Toshie Nishizawa, Akio Tsuchiya, and Maria Magdalena Vieira Pinto estimate the response rates to water storage and water deficits, and the magnitude of tolerance of water deficits, for seventeen different caatinga tree species. As a consequence of the transformation of agricultural land-use patterns, the original caatinga has been deforested and a secondary growth of vegetation has resulted. The need for a holistic development approach benefiting both the North-East and Amazonia is demonstrated by the case of charcoal production in North-East Brazil.
Finally, Isao Saito and Noritaka Yagasaki present results from detailed field data on the changes in agriculture due to reservoir and river irrigation projects. Major problems related to irrigation are plant diseases and soil salinization. Solutions to these problems point to the necessity of an effective crop rotation system and processes to remove accumulated salt. Although their observations clearly suggest that irrigation farming has largely modified the traditional landscape and land use, they emphasize the need for continued observation of the process of change in the semi-arid interior.

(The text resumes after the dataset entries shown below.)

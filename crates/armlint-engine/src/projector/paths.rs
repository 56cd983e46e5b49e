//! URL template helpers

const PROVIDERS: &str = "/providers/";

pub(crate) fn is_parameter(segment: &str) -> bool {
    segment.starts_with('{') && segment.ends_with('}')
}

/// Lowercase a template and replace every `{param}` with `{}`, so templates
/// that differ only in parameter names compare equal.
pub fn normalize_template(template: &str) -> String {
    let mut out = String::with_capacity(template.len());
    let mut in_param = false;
    for c in template.chars() {
        match c {
            '{' => {
                in_param = true;
                out.push('{');
            }
            '}' => {
                in_param = false;
                out.push('}');
            }
            _ if in_param => {}
            _ => out.extend(c.to_lowercase()),
        }
    }
    out.trim_end_matches('/').to_string()
}

/// Segments after the last `/providers/`, starting with the namespace.
fn provider_segments(template: &str) -> Option<Vec<&str>> {
    let idx = template.to_ascii_lowercase().rfind(PROVIDERS)?;
    let rest = &template[idx + PROVIDERS.len()..];
    Some(rest.split('/').filter(|s| !s.is_empty()).collect())
}

/// Resource provider namespace, e.g. `Microsoft.Foo`.
pub fn provider_namespace(template: &str) -> Option<&str> {
    provider_segments(template)?.first().copied()
}

/// Number of `type/{name}` pairs after the provider namespace: one for a
/// top-level resource, more for nested ones.
pub fn resource_pair_count(template: &str) -> usize {
    let Some(segments) = provider_segments(template) else {
        return 0;
    };

    let mut pairs = 0;
    let mut rest = segments.get(1..).unwrap_or_default();
    while let [kind, name, tail @ ..] = rest {
        if is_parameter(kind) || !is_parameter(name) {
            break;
        }
        pairs += 1;
        rest = tail;
    }
    pairs
}

/// Template with its final `/{name}` segment removed, when it ends in one.
pub(crate) fn strip_name_segment(template: &str) -> Option<&str> {
    let trimmed = template.trim_end_matches('/');
    let (parent, last) = trimmed.rsplit_once('/')?;
    if is_parameter(last) && !parent.is_empty() {
        Some(parent)
    } else {
        None
    }
}

/// `/subscriptions/{}/providers/<ns>/<type>`: a list across a whole
/// subscription.
pub(crate) fn is_subscription_list(template: &str) -> bool {
    let normalized = normalize_template(template);
    let segments: Vec<&str> = normalized.split('/').filter(|s| !s.is_empty()).collect();
    matches!(
        segments.as_slice(),
        ["subscriptions", "{}", "providers", _namespace, kind] if !is_parameter(kind)
    )
}

#[cfg(test)]
mod tests {
    use super::*;

    const ITEM: &str = "/subscriptions/{s}/resourceGroups/{g}/providers/Microsoft.Foo/widgets/{w}";

    #[test]
    fn test_normalize_ignores_parameter_names() {
        assert_eq!(
            normalize_template(ITEM),
            normalize_template(concat!(
                "/subscriptions/{subscriptionId}/resourcegroups/{rg}",
                "/providers/microsoft.foo/Widgets/{widgetName}"
            ))
        );
        assert_eq!(normalize_template("/a/{b}/"), "/a/{}");
    }

    #[test]
    fn test_provider_namespace() {
        assert_eq!(provider_namespace(ITEM), Some("Microsoft.Foo"));
        assert_eq!(provider_namespace("/items/{name}"), None);
    }

    #[test]
    fn test_pair_counting() {
        assert_eq!(resource_pair_count(ITEM), 1);
        assert_eq!(resource_pair_count(&format!("{}/gadgets/{{g}}", ITEM)), 2);
        assert_eq!(
            resource_pair_count(
                "/subscriptions/{s}/resourceGroups/{g}/providers/Microsoft.Foo/widgets"
            ),
            0
        );
        // only the last providers segment counts
        assert_eq!(
            resource_pair_count(concat!(
                "/{scope}/providers/Microsoft.Authorization/locks/{l}",
                "/providers/Microsoft.Foo/widgets/{w}"
            )),
            1
        );
    }

    #[test]
    fn test_strip_and_subscription_list() {
        assert_eq!(
            strip_name_segment(ITEM),
            Some("/subscriptions/{s}/resourceGroups/{g}/providers/Microsoft.Foo/widgets")
        );
        assert_eq!(strip_name_segment("/subscriptions/{s}/widgets"), None);
        assert!(is_subscription_list("/subscriptions/{id}/providers/Microsoft.Foo/widgets"));
        assert!(!is_subscription_list(
            "/subscriptions/{id}/resourceGroups/{g}/providers/Microsoft.Foo/widgets"
        ));
    }

    proptest::proptest! {
        #[test]
        fn normalization_is_idempotent_and_ignores_names(
            types in proptest::collection::vec("[a-zA-Z]{1,8}", 1..4),
            names in proptest::collection::vec("[a-zA-Z]{1,8}", 4),
        ) {
            let build = |suffix: &str| {
                let mut template = "/subscriptions/{s}/providers/Microsoft.Foo".to_string();
                for (kind, name) in types.iter().zip(&names) {
                    template.push_str(&format!("/{}/{{{}{}}}", kind, name, suffix));
                }
                template
            };
            let normalized = normalize_template(&build(""));
            proptest::prop_assert_eq!(normalize_template(&normalized), normalized.clone());
            proptest::prop_assert_eq!(normalize_template(&build("X")), normalized);
            proptest::prop_assert_eq!(resource_pair_count(&build("")), types.len());
        }
    }
}
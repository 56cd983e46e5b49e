//! Document sources the inventory reads from

use armlint_core::SpecPath;
use async_trait::async_trait;
use dashmap::DashMap;
use tracing::debug;

use crate::error::ParserError;

/// Where document text comes from. Injected into the inventory so tests can
/// run against in-memory documents.
#[async_trait]
pub trait FileSystem: Send + Sync {
    async fn read(&self, path: &SpecPath) -> Result<String, ParserError>;
}

/// Reads from the local disk.
#[derive(Debug, Clone, Copy, Default)]
pub struct LocalFileSystem;

#[async_trait]
impl FileSystem for LocalFileSystem {
    async fn read(&self, path: &SpecPath) -> Result<String, ParserError> {
        if path.is_remote() {
            return Err(ParserError::Read {
                path: path.to_string(),
                message: "remote documents are not readable from the local file system".to_string(),
            });
        }
        debug!("Reading {}", path);
        tokio::fs::read_to_string(path.as_str())
            .await
            .map_err(|e| ParserError::Read {
                path: path.to_string(),
                message: e.to_string(),
            })
    }
}

/// Documents held in memory, keyed by canonical path.
#[derive(Debug, Default)]
pub struct MemoryFileSystem {
    files: DashMap<SpecPath, String>,
}

impl MemoryFileSystem {
    pub fn new() -> Self {
        Self::default()
    }

    pub fn insert(
        &self,
        path: impl AsRef<str>,
        text: impl Into<String>,
    ) -> Result<SpecPath, ParserError> {
        let path = SpecPath::new(path)?;
        self.files.insert(path.clone(), text.into());
        Ok(path)
    }

    /// Builder form of [`insert`](Self::insert) for test setup.
    pub fn with(self, path: impl AsRef<str>, text: impl Into<String>) -> Result<Self, ParserError> {
        self.insert(path, text)?;
        Ok(self)
    }

    pub fn len(&self) -> usize {
        self.files.len()
    }

    pub fn is_empty(&self) -> bool {
        self.files.is_empty()
    }
}

#[async_trait]
impl FileSystem for MemoryFileSystem {
    async fn read(&self, path: &SpecPath) -> Result<String, ParserError> {
        self.files
            .get(path)
            .map(|entry| entry.value().clone())
            .ok_or_else(|| ParserError::Read {
                path: path.to_string(),
                message: "no such document".to_string(),
            })
    }
}

/// Fetches `http(s)` documents and reads everything else from disk.
#[cfg(feature = "remote")]
#[derive(Debug, Clone, Default)]
pub struct HttpFileSystem {
    client: reqwest::Client,
    local: LocalFileSystem,
}

#[cfg(feature = "remote")]
impl HttpFileSystem {
    pub fn new() -> Self {
        Self::default()
    }

    pub fn with_client(client: reqwest::Client) -> Self {
        Self {
            client,
            local: LocalFileSystem,
        }
    }
}

#[cfg(feature = "remote")]
#[async_trait]
impl FileSystem for HttpFileSystem {
    async fn read(&self, path: &SpecPath) -> Result<String, ParserError> {
        if !path.is_remote() {
            return self.local.read(path).await;
        }

        debug!("Fetching {}", path);
        let response = self
            .client
            .get(path.as_str())
            .send()
            .await
            .map_err(|e| ParserError::Network(format!("{}: {}", path, e)))?
            .error_for_status()
            .map_err(|e| ParserError::Network(format!("{}: {}", path, e)))?;

        response
            .text()
            .await
            .map_err(|e| ParserError::Network(format!("{}: {}", path, e)))
    }
}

The problems related to Amazonia and North-East Brazil should be approached individually as well as in a complementary fashion in order to benefit both regions. The complementary relationships of geographical characteristics of the regions are important to the reso lution of environmental problems. Moreover, perceptions and assessments of the future trends in global and/or continental scale environments are required.
The need for scientific research that strikes a balance between nature, socio-economic and political factors, and technology is demonstrated by the variety of issues raised in the present volume. Emphasis must be placed on the necessity of fieldwork for primary data gathering. Harmony between nature and human activities must be achieved in order to develop sustainable management for the fragile tropics.